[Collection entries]

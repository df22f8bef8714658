//! Полный конвейер: разбор → конвертация → проверка.
//!
//! [`Conversion`] — неизменяемый результат одного прогона. Каждый этап
//! получает данные предыдущего и ничего не хранит между вызовами.

use serde::Serialize;
use tracing::info;

use crate::{
    converter::{ChapterOrder, format_as_text, to_chapters},
    marker::{Chapter, RawMarker},
    parser::parse,
    validation::{ValidationResult, ValidationRules, validate_with},
};

/// Результат конвертации одного экспорта.
#[derive(Debug, Clone, PartialEq, Eq, Serialize)]
pub struct Conversion {
    /// Маркеры в порядке строк файла.
    pub markers: Vec<RawMarker>,
    /// Главы, по одной на маркер.
    pub chapters: Vec<Chapter>,
    /// Итог проверки глав.
    pub validation: ValidationResult,
}

impl Conversion {
    /// Прогоняет экспорт через конвейер с правилами YouTube по умолчанию.
    #[must_use]
    pub fn run(content: &str) -> Self {
        Self::run_with(content, &ValidationRules::default())
    }

    /// Прогоняет экспорт через конвейер с заданными правилами.
    #[must_use]
    pub fn run_with(content: &str, rules: &ValidationRules) -> Self {
        let markers = parse(content);
        let chapters = to_chapters(&markers);
        let validation = validate_with(&chapters, rules);

        info!(
            markers = markers.len(),
            valid = validation.valid,
            errors = validation.errors.len(),
            warnings = validation.warnings.len(),
            "converted marker export"
        );

        Self { markers, chapters, validation }
    }

    /// Текст для описания видео.
    #[must_use]
    pub fn text(&self, order: ChapterOrder) -> String {
        format_as_text(&self.chapters, order)
    }

    /// `true`, если во входе не нашлось ни одного маркера.
    #[must_use]
    pub fn is_empty(&self) -> bool {
        self.markers.is_empty()
    }
}
//! Conversion of Premiere timecodes into YouTube chapter timestamps.
//!
//! Premiere exports `HH:MM:SS:FF` (frames included). YouTube wants
//! `MM:SS`, or `HH:MM:SS` once the hour field is non-zero. The rule is
//! applied to every marker on its own, so in a long video the chapters
//! before the one-hour mark stay in `MM:SS` form.
//!
//! # Example
//!
//! ```
//! use chapters::converter::{ChapterOrder, convert_timecode, format_as_text, to_chapters};
//! use chapters::RawMarker;
//!
//! assert_eq!(convert_timecode("00:59:59:00"), "59:59");
//! assert_eq!(convert_timecode("01:00:00:00"), "01:00:00");
//!
//! let chapters = to_chapters(&[RawMarker::new("Intro", "00:00:00:12")]);
//! assert_eq!(format_as_text(&chapters, ChapterOrder::TimestampFirst), "00:00 Intro");
//! ```

use std::{fmt, str::FromStr};

use serde::{Deserialize, Serialize};

use crate::{
    error::ChapterError,
    marker::{Chapter, RawMarker},
};

/// Width of an `HH:MM:SS` window.
const HMS_LEN: usize = 8;

/// Converts a single timecode into a YouTube timestamp.
///
/// The first `DD:DD:DD` substring is taken as `HH:MM:SS`; anything after it
/// (the `:FF` frame field included) is dropped. An hour field of `"00"`
/// yields `MM:SS`. Input without such a substring is returned unchanged.
#[must_use]
pub fn convert_timecode(tc: &str) -> String {
    let Some((hours, minutes, seconds)) = split_hms(tc) else {
        return tc.to_string();
    };

    if hours == "00" {
        format!("{minutes}:{seconds}")
    } else {
        format!("{hours}:{minutes}:{seconds}")
    }
}

/// Finds the first `DD:DD:DD` window and returns its three fields.
fn split_hms(tc: &str) -> Option<(&str, &str, &str)> {
    let start = tc.as_bytes().windows(HMS_LEN).position(is_hms)?;
    // The window is pure ASCII, so these offsets are char boundaries.
    Some((&tc[start..start + 2], &tc[start + 3..start + 5], &tc[start + 6..start + 8]))
}

fn is_hms(window: &[u8]) -> bool {
    window.iter().enumerate().all(|(idx, byte)| match idx {
        2 | 5 => *byte == b':',
        _ => byte.is_ascii_digit(),
    })
}

/// Maps markers to chapters one to one, keeping their order.
#[must_use]
pub fn to_chapters(markers: &[RawMarker]) -> Vec<Chapter> {
    markers
        .iter()
        .map(|marker| Chapter {
            name: marker.name.clone(),
            timestamp: convert_timecode(&marker.source_timecode),
        })
        .collect()
}

/// Field order of a rendered chapter line.
///
/// YouTube reads `"{timestamp} {name}"`; the name-first variant exists
/// for descriptions that are post-processed elsewhere.
#[derive(Debug, Clone, Copy, Default, PartialEq, Eq, Hash, Serialize, Deserialize)]
#[serde(rename_all = "kebab-case")]
pub enum ChapterOrder {
    /// `00:00 Intro`
    #[default]
    TimestampFirst,
    /// `Intro 00:00`
    NameFirst,
}

impl ChapterOrder {
    /// Returns the option name used on the command line.
    #[must_use]
    pub const fn as_str(&self) -> &'static str {
        match self {
            Self::TimestampFirst => "timestamp-first",
            Self::NameFirst => "name-first",
        }
    }
}

impl fmt::Display for ChapterOrder {
    fn fmt(&self, f: &mut fmt::Formatter<'_>) -> fmt::Result {
        f.write_str(self.as_str())
    }
}

impl FromStr for ChapterOrder {
    type Err = ChapterError;

    fn from_str(s: &str) -> Result<Self, Self::Err> {
        match s {
            "timestamp-first" => Ok(Self::TimestampFirst),
            "name-first" => Ok(Self::NameFirst),
            other => Err(ChapterError::UnknownOrder(other.to_string())),
        }
    }
}

/// Renders one chapter line without a line terminator.
#[must_use]
pub fn format_line(chapter: &Chapter, order: ChapterOrder) -> String {
    match order {
        ChapterOrder::TimestampFirst => format!("{} {}", chapter.timestamp, chapter.name),
        ChapterOrder::NameFirst => format!("{} {}", chapter.name, chapter.timestamp),
    }
}

/// Joins chapter lines with `\n`, ready to paste into a video description.
///
/// No trailing newline; an empty slice gives an empty string.
#[must_use]
pub fn format_as_text(chapters: &[Chapter], order: ChapterOrder) -> String {
    chapters.iter().map(|chapter| format_line(chapter, order)).collect::<Vec<_>>().join("\n")
}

GOAL OF THE EXERCISE
Note every line of the entries in which "Premiere" appears, and copy it down.

TASK RESULT
//! Conversion of Premiere timecodes into YouTube chapter timestamps.
//! Premiere exports `HH:MM:SS:FF` (frames included). YouTube wants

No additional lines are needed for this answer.